Could’ve been better:

- Castle Neuschwanstein. Built by “mad” King Ludwig II (whose penchants for Wagner and swans proved a somewhat tragic combination), the castle is one of the most popular tourist attractions in Germany. It is supposedly the model for Disneyland’s castle and is thought by some people to be the most photographed building in the world. It is exceptionally beautiful, especially in the winter, but the tour is terrible. If you would like to see the castle, go—it is a great experience. If you actually want to learn anything about the castle, though, check out a book from your local library. The tours of both castles (you can also visit Hohenschwangau, which is just down the hill), last about 15 minutes each. Trust me, if you visit during the winter time, you’ll spend more time huddled by the heater in the gift shop than you will in the actual castle. On the plus side, if you visit Hohenschwangau, you can see some salt and a loaf of bread that was given to Prince Regent Luitpold by the Volga Germans. The bread, at this point, is 115 years old and in remarkably good shape. Evidently, it wasn’t very tasty bread, though, because hardly any of it was actually eaten.

- the distinct lack of easy-access tobogganing in Füssen. Since you have to walk up a huge hill to get to the castle, the least they could do is integrate with the nearby ski resort, and rent you a sled to get back down. Evidently they haven’t gotten this far, though, in tourist development in Füssen. They’re still fairly focused on the castles, I think. The boys and I were forced, instead, to remain unsatisfied with our attempts to sled down a hill near my apartment in Mainz using a pizza box and a plastic Ikea bag.

In other news, Arr! has, sadly, returned home to Phoenix. J! and I have been drinking a lot less since he left, and we miss him terribly. On the other hand, there’s a lot less sausage around the apartment now. I’m hoping that we can entice him back in the spring with promises of biergartens and trips to Sardinia.

Also, I got a cute new pair of shoes.

And, we can now watch German tv. Well, actually, we only get one channel, but I have high hopes. James Bond is on tonight: “Mein Name ist Bond. James Bond.” Pretty soon I’ll be fluent in anything relating to cooking shows and international surveillance.

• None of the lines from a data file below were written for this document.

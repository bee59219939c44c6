//! Consent-aware file orchestrator
//!
//! Routes writes to the pending area, the granted area or nowhere, depending
//! on the tracking consent. Reads only ever see the granted area. Consent
//! changes are applied on the persistence queue, after every write that was
//! submitted before them, so a write is always routed by the consent that was
//! current when it was made.

use std::collections::HashSet;
use std::path::{Path, PathBuf};
use std::sync::Arc;

use parking_lot::Mutex;
use tracing::debug;
use vigil_core::{ConsentState, ConsentTransition};
use vigil_logging::SharedLogger;

use super::migrator::DataMigrator;
use crate::orchestrator::FileOrchestrator;
use crate::queue::PersistenceQueue;

pub struct ConsentAwareFileOrchestrator {
    pending: FileOrchestrator,
    granted: FileOrchestrator,
    noop: FileOrchestrator,
    migrator: DataMigrator,
    queue: PersistenceQueue,
    current: Mutex<ConsentState>,
}

impl ConsentAwareFileOrchestrator {
    /// Build the gate and queue the initial migration (none → `initial_consent`)
    pub fn new(
        pending: FileOrchestrator,
        granted: FileOrchestrator,
        queue: PersistenceQueue,
        initial_consent: ConsentState,
        logger: SharedLogger,
    ) -> Arc<Self> {
        let gate = Arc::new(Self {
            pending,
            granted,
            noop: FileOrchestrator::NoOp,
            migrator: DataMigrator::new(logger),
            queue,
            current: Mutex::new(initial_consent),
        });
        gate.on_consent_changed(ConsentTransition::initial(initial_consent));
        gate
    }

    /// Consent as seen by the persistence queue
    pub fn current_consent(&self) -> ConsentState {
        *self.current.lock()
    }

    /// Queue the migration for a consent transition
    pub fn on_consent_changed(self: &Arc<Self>, transition: ConsentTransition) {
        let gate = self.clone();
        self.queue.submit("consent migration", move || {
            gate.migrator.migrate(
                transition.previous,
                transition.current,
                &gate.pending,
                &gate.granted,
            );
            *gate.current.lock() = transition.current;
            debug!(consent = %transition.current, "Consent applied");
        });
    }

    fn delegate(&self) -> &FileOrchestrator {
        match self.current_consent() {
            ConsentState::Pending => &self.pending,
            ConsentState::Granted => &self.granted,
            ConsentState::NotGranted => &self.noop,
        }
    }

    pub fn get_writable_file(&self, force_new: bool) -> Option<PathBuf> {
        self.delegate().get_writable_file(force_new)
    }

    pub fn get_metadata_file(&self, file: &Path) -> Option<PathBuf> {
        self.delegate().get_metadata_file(file)
    }

    pub fn get_readable_file(&self, exclude: &HashSet<PathBuf>) -> Option<PathBuf> {
        self.granted.get_readable_file(exclude)
    }

    pub fn get_all_files(&self) -> Vec<PathBuf> {
        self.granted.get_all_files()
    }

    pub fn get_flushable_files(&self) -> Vec<PathBuf> {
        self.granted.get_flushable_files()
    }

    pub fn get_root_dir(&self) -> Option<PathBuf> {
        self.granted.get_root_dir()
    }

    /// Files of both the pending and the granted area
    pub fn get_every_file(&self) -> Vec<PathBuf> {
        let mut files = self.pending.get_all_files();
        files.extend(self.granted.get_all_files());
        files
    }

    pub fn pending(&self) -> &FileOrchestrator {
        &self.pending
    }

    pub fn granted(&self) -> &FileOrchestrator {
        &self.granted
    }
}
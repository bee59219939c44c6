//! Filesystem helpers that never fail loudly
//!
//! Every helper catches the underlying I/O error, reports it to the internal
//! logger and returns a neutral value, so a broken disk degrades to dropped
//! data instead of a crash in the host application.

use std::fs::{self, OpenOptions};
use std::io::{self, Write};
use std::path::{Path, PathBuf};

use vigil_logging::{Level, SharedLogger, Target};

use crate::error::StorageError;

const TARGETS: &[Target] = &[Target::Maintainer, Target::Telemetry];

fn report(logger: &SharedLogger, action: &str, path: &Path, err: io::Error) {
    let err = StorageError::from(err);
    logger.log(
        Level::Error,
        TARGETS,
        &format!("Unable to {action}: {}", path.display()),
        Some(&err),
    );
}

pub fn exists_safe(path: &Path, logger: &SharedLogger) -> bool {
    match path.try_exists() {
        Ok(exists) => exists,
        Err(e) => {
            report(logger, "check if file exists", path, e);
            false
        }
    }
}

pub fn can_write_safe(path: &Path, logger: &SharedLogger) -> bool {
    match fs::metadata(path) {
        Ok(meta) => !meta.permissions().readonly(),
        Err(e) => {
            report(logger, "check write permission", path, e);
            false
        }
    }
}

pub fn mkdirs_safe(path: &Path, logger: &SharedLogger) -> bool {
    match fs::create_dir_all(path) {
        Ok(()) => true,
        Err(e) => {
            report(logger, "create directory", path, e);
            false
        }
    }
}

pub fn len_safe(path: &Path, logger: &SharedLogger) -> u64 {
    match fs::metadata(path) {
        Ok(meta) => meta.len(),
        Err(e) if e.kind() == io::ErrorKind::NotFound => 0,
        Err(e) => {
            report(logger, "read file length", path, e);
            0
        }
    }
}

/// List the entries of a directory; `None` when it can't be read
pub fn list_files_safe(dir: &Path, logger: &SharedLogger) -> Option<Vec<PathBuf>> {
    let entries = match fs::read_dir(dir) {
        Ok(entries) => entries,
        Err(e) if e.kind() == io::ErrorKind::NotFound => return None,
        Err(e) => {
            report(logger, "list directory", dir, e);
            return None;
        }
    };
    Some(entries.filter_map(|e| e.ok()).map(|e| e.path()).collect())
}

pub fn read_bytes_safe(path: &Path, logger: &SharedLogger) -> Option<Vec<u8>> {
    match fs::read(path) {
        Ok(bytes) => Some(bytes),
        Err(e) => {
            report(logger, "read file", path, e);
            None
        }
    }
}

/// Write `data`, appending or truncating; the parent directory must exist
pub fn write_bytes(path: &Path, data: &[u8], append: bool) -> Result<(), StorageError> {
    let mut file = OpenOptions::new()
        .create(true)
        .write(true)
        .append(append)
        .truncate(!append)
        .open(path)?;
    file.write_all(data)?;
    file.flush()?;
    Ok(())
}

/// Replace the content of `path` atomically through a sibling temp file
pub fn write_atomic(path: &Path, data: &[u8]) -> Result<(), StorageError> {
    let file_name = path
        .file_name()
        .ok_or_else(|| StorageError::io(format!("not a file path: {}", path.display())))?;
    let mut tmp_name = file_name.to_os_string();
    tmp_name.push(".tmp");
    let tmp = path.with_file_name(tmp_name);

    {
        let mut file = fs::File::create(&tmp)?;
        file.write_all(data)?;
        file.sync_all()?;
    }
    if let Err(e) = fs::rename(&tmp, path) {
        let _ = fs::remove_file(&tmp);
        return Err(e.into());
    }
    Ok(())
}

/// Delete a file or a whole directory tree
pub fn delete_safe(path: &Path, logger: &SharedLogger) -> bool {
    let result = if path.is_dir() {
        fs::remove_dir_all(path)
    } else {
        fs::remove_file(path)
    };
    match result {
        Ok(()) => true,
        Err(e) if e.kind() == io::ErrorKind::NotFound => true,
        Err(e) => {
            report(logger, "delete file", path, e);
            false
        }
    }
}

/// Move a single file, falling back to copy + delete across filesystems
///
/// When the destination is an existing batch file the source content is
/// appended to it, batches being plain block concatenations. Any other
/// existing destination (snapshot, batch metadata) is replaced.
/// A source that can't be removed after its content was appended is emptied.
pub fn move_file(src: &Path, dest: &Path) -> Result<(), StorageError> {
    let is_batch = dest
        .file_name()
        .and_then(|n| n.to_str())
        .is_some_and(crate::batch::is_batch_file_name);
    if is_batch && dest.exists() {
        let data = fs::read(src)?;
        if !data.is_empty() {
            write_bytes(dest, &data, true)?;
        }
        if let Err(e) = fs::remove_file(src) {
            // Empty the source so a retried move can't append it twice
            fs::File::create(src)?;
            return Err(e.into());
        }
        return Ok(());
    }

    if fs::rename(src, dest).is_ok() {
        return Ok(());
    }
    fs::copy(src, dest)?;
    fs::remove_file(src)?;
    Ok(())
}

/// Move every file of `src_dir` into `dest_dir`, oldest name first
///
/// Returns false if any file could not be moved.
pub fn move_files_safe(src_dir: &Path, dest_dir: &Path, logger: &SharedLogger) -> bool {
    if !src_dir.exists() {
        logger.log(
            Level::Debug,
            &[Target::Maintainer],
            &format!("Nothing to move, directory doesn't exist: {}", src_dir.display()),
            None,
        );
        return true;
    }
    if !src_dir.is_dir() {
        logger.log(
            Level::Error,
            TARGETS,
            &format!("Unable to move files; not a directory: {}", src_dir.display()),
            None,
        );
        return false;
    }
    if !dest_dir.exists() && !mkdirs_safe(dest_dir, logger) {
        return false;
    }
    if !dest_dir.is_dir() {
        logger.log(
            Level::Error,
            TARGETS,
            &format!("Unable to move files; not a directory: {}", dest_dir.display()),
            None,
        );
        return false;
    }

    let Some(mut files) = list_files_safe(src_dir, logger) else {
        return false;
    };
    files.sort_by(|a, b| natural_name_order(a, b));

    let mut all_moved = true;
    for file in files.into_iter().filter(|f| f.is_file()) {
        let Some(name) = file.file_name() else {
            continue;
        };
        if let Err(e) = move_file(&file, &dest_dir.join(name)) {
            logger.log(
                Level::Error,
                TARGETS,
                &format!("Unable to move file: {}", file.display()),
                Some(&e),
            );
            all_moved = false;
        }
    }
    all_moved
}

/// Order numeric names (batch timestamps) numerically, the rest lexically
pub fn natural_name_order(a: &Path, b: &Path) -> std::cmp::Ordering {
    let key = |p: &Path| {
        let name = p.file_name().and_then(|n| n.to_str()).unwrap_or_default();
        (name.parse::<i64>().ok(), name.to_string())
    };
    match (key(a), key(b)) {
        ((Some(x), _), (Some(y), _)) => x.cmp(&y),
        ((Some(_), _), (None, _)) => std::cmp::Ordering::Less,
        ((None, _), (Some(_), _)) => std::cmp::Ordering::Greater,
        ((None, x), (None, y)) => x.cmp(&y),
    }
}

#[cfg(test)]
mod tests {
    use std::sync::Arc;

    use tempfile::TempDir;
    use vigil_logging::MemoryLogger;

    use super::*;

    fn logger() -> (SharedLogger, Arc<MemoryLogger>) {
        let memory = Arc::new(MemoryLogger::new());
        (memory.clone(), memory)
    }

    #[test]
    fn test_write_append_and_truncate() {
        let dir = TempDir::new().unwrap();
        let path = dir.path().join("file");

        write_bytes(&path, b"ab", true).unwrap();
        write_bytes(&path, b"cd", true).unwrap();
        assert_eq!(fs::read(&path).unwrap(), b"abcd");

        write_bytes(&path, b"x", false).unwrap();
        assert_eq!(fs::read(&path).unwrap(), b"x");
    }

    #[test]
    fn test_write_atomic_replaces_content() {
        let dir = TempDir::new().unwrap();
        let path = dir.path().join("user_information");

        write_atomic(&path, b"first").unwrap();
        write_atomic(&path, b"second").unwrap();

        assert_eq!(fs::read(&path).unwrap(), b"second");
        assert!(!dir.path().join("user_information.tmp").exists());
    }

    #[test]
    fn test_move_files_preserves_content() {
        let dir = TempDir::new().unwrap();
        let src = dir.path().join("src");
        let dest = dir.path().join("dest");
        fs::create_dir_all(&src).unwrap();
        fs::write(src.join("100"), b"a").unwrap();
        fs::write(src.join("200"), b"b").unwrap();
        let (logger, _) = logger();

        assert!(move_files_safe(&src, &dest, &logger));
        assert_eq!(fs::read(dest.join("100")).unwrap(), b"a");
        assert_eq!(fs::read(dest.join("200")).unwrap(), b"b");
        assert!(list_files_safe(&src, &logger).unwrap().is_empty());
    }

    #[test]
    fn test_move_onto_existing_appends() {
        let dir = TempDir::new().unwrap();
        fs::create_dir_all(dir.path().join("dest")).unwrap();
        let src = dir.path().join("100");
        let dest = dir.path().join("dest").join("100");
        fs::write(&src, b"new").unwrap();
        fs::write(&dest, b"old").unwrap();

        move_file(&src, &dest).unwrap();
        assert_eq!(fs::read(&dest).unwrap(), b"oldnew");
        assert!(!src.exists());
    }

    #[test]
    fn test_retried_append_after_emptied_source_adds_nothing() {
        let dir = TempDir::new().unwrap();
        let src = dir.path().join("src");
        let dest = dir.path().join("dest");
        fs::create_dir_all(&src).unwrap();
        fs::create_dir_all(&dest).unwrap();
        fs::write(dest.join("100"), b"oldnew").unwrap();
        // Left behind by an attempt that appended but couldn't remove the source
        fs::write(src.join("100"), b"").unwrap();
        fs::write(src.join("200"), b"b").unwrap();
        let (logger, _) = logger();

        assert!(move_files_safe(&src, &dest, &logger));
        assert_eq!(fs::read(dest.join("100")).unwrap(), b"oldnew");
        assert_eq!(fs::read(dest.join("200")).unwrap(), b"b");
        assert!(list_files_safe(&src, &logger).unwrap().is_empty());
    }

    #[test]
    fn test_move_onto_existing_snapshot_replaces() {
        let dir = TempDir::new().unwrap();
        let src = dir.path().join("src");
        let dest = dir.path().join("dest");
        fs::create_dir_all(&src).unwrap();
        fs::create_dir_all(&dest).unwrap();
        fs::write(src.join("user_information"), b"new").unwrap();
        fs::write(dest.join("user_information"), b"old").unwrap();
        let (logger, _) = logger();

        assert!(move_files_safe(&src, &dest, &logger));
        assert_eq!(fs::read(dest.join("user_information")).unwrap(), b"new");
    }

    #[test]
    fn test_move_missing_source_is_noop() {
        let dir = TempDir::new().unwrap();
        let (logger, memory) = logger();
        assert!(move_files_safe(
            &dir.path().join("missing"),
            &dir.path().join("dest"),
            &logger
        ));
        assert!(memory.contains(Level::Debug, "Nothing to move"));
    }

    #[test]
    fn test_delete_safe_handles_dirs_and_missing() {
        let dir = TempDir::new().unwrap();
        let nested = dir.path().join("a/b");
        fs::create_dir_all(&nested).unwrap();
        fs::write(nested.join("f"), b"x").unwrap();
        let (logger, memory) = logger();

        assert!(delete_safe(&dir.path().join("a"), &logger));
        assert!(!dir.path().join("a").exists());
        assert!(delete_safe(&dir.path().join("a"), &logger));
        assert!(memory.is_empty());
    }

    #[test]
    fn test_natural_name_order() {
        let mut files = vec![
            PathBuf::from("/d/900"),
            PathBuf::from("/d/1000"),
            PathBuf::from("/d/other"),
            PathBuf::from("/d/1000_metadata"),
        ];
        files.sort_by(|a, b| natural_name_order(a, b));
        assert_eq!(
            files,
            vec![
                PathBuf::from("/d/900"),
                PathBuf::from("/d/1000"),
                PathBuf::from("/d/1000_metadata"),
                PathBuf::from("/d/other"),
            ]
        );
    }

    #[test]
    fn test_len_of_missing_file_is_zero() {
        let dir = TempDir::new().unwrap();
        let (logger, memory) = logger();
        assert_eq!(len_safe(&dir.path().join("missing"), &logger), 0);
        assert!(memory.is_empty());
    }
}
//! Consent handling for stored data
//!
//! [`ConsentAwareFileOrchestrator`] routes files by consent and
//! [`DataMigrator`] moves or wipes what was collected when consent changes.

mod gate;
mod migrator;

pub use gate::ConsentAwareFileOrchestrator;
pub use migrator::{DataMigrator, MigrationOperation};
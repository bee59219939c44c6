//! Error types for Vigil

use thiserror::Error;

/// Top-level error type for the core crate
#[derive(Debug, Error)]
pub enum CoreError {
    #[error("Context error: {0}")]
    Context(#[from] ContextError),

    #[error("Crash log error: {0}")]
    CrashLog(#[from] CrashLogError),
}

/// Errors related to context values (user info, network info)
#[derive(Debug, Error)]
pub enum ContextError {
    #[error("Serialization error: {0}")]
    Serialization(String),

    #[error("Deserialization error: {0}")]
    Deserialization(String),

    #[error("Empty context payload")]
    Empty,
}

/// Errors related to the crash marker left by the native handler
#[derive(Debug, Error)]
pub enum CrashLogError {
    #[error("Malformed crash log: {0}")]
    Malformed(String),

    #[error("Crash log is missing field: {0}")]
    MissingField(&'static str),
}

impl From<serde_json::Error> for ContextError {
    fn from(err: serde_json::Error) -> Self {
        if err.is_data() || err.is_syntax() || err.is_eof() {
            ContextError::Deserialization(err.to_string())
        } else {
            ContextError::Serialization(err.to_string())
        }
    }
}

impl From<serde_json::Error> for CrashLogError {
    fn from(err: serde_json::Error) -> Self {
        CrashLogError::Malformed(err.to_string())
    }
}

/// Result type alias for core operations
pub type CoreResult<T> = Result<T, CoreError>;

Mermione and the Colonel, in beautiful Frankfurt am Main.

Papa and I have a chat in lovely Stevenskerk, Nijmegen

Mummy and me!

Oh no! Jesus accidentally left his wallet in Nijmegen!

A gargoyle in Köln with a bit of a nose drip.

One of Marc Mulders' very cool windows. It is hard to see here, but in the top window of the trefoil, there is a fish.

Notice the blue tag on my bag? It reads, "Lost! Need directions!" My brothers evilly conspired against me to place such tags on my bag, at least once a day. So, here we are enjoying a tour of Mainz (where I live!) while I look like schmuck tourist. There are entirely too many pictures like this one from our trip. They triumphed in Nijmegen, where I walked into a store, set off an alarm and the store clerk attempted to demagnetize my bag before I realized they'd struck again. She very politely asked, upon seeing the tag on my bag, if I were returning home that day.

The Praetorium in Köln. The different lights indicate different parts of the building. The yellow light, for example, shows outside walls. The blue lights indicate inner rooms. The part pictured above is only one small segment of the outer wall on the bottom floor of the Praetorium.

The cathedral in Köln.

The Lorelei! See what I mean?


Anonymous Anonymous said...

Been to Hamburg (great train station) and Ahrensburg (it has the white Castle) on business. They were great. People were mostly nice and speak English.
Some older people were still reluctant to speak to English people.

11:26 PM

Blogger d said...

I just looked up Ahrensburg, since I've never been there. The slogan on the Ahrensburg website is, "Hamburgs schöne Nachbarin" (Hamburgs beautiful neighbor). I get the impression Ahrensburg isn't very large. But the castle looks neat. Maybe we'll check it out.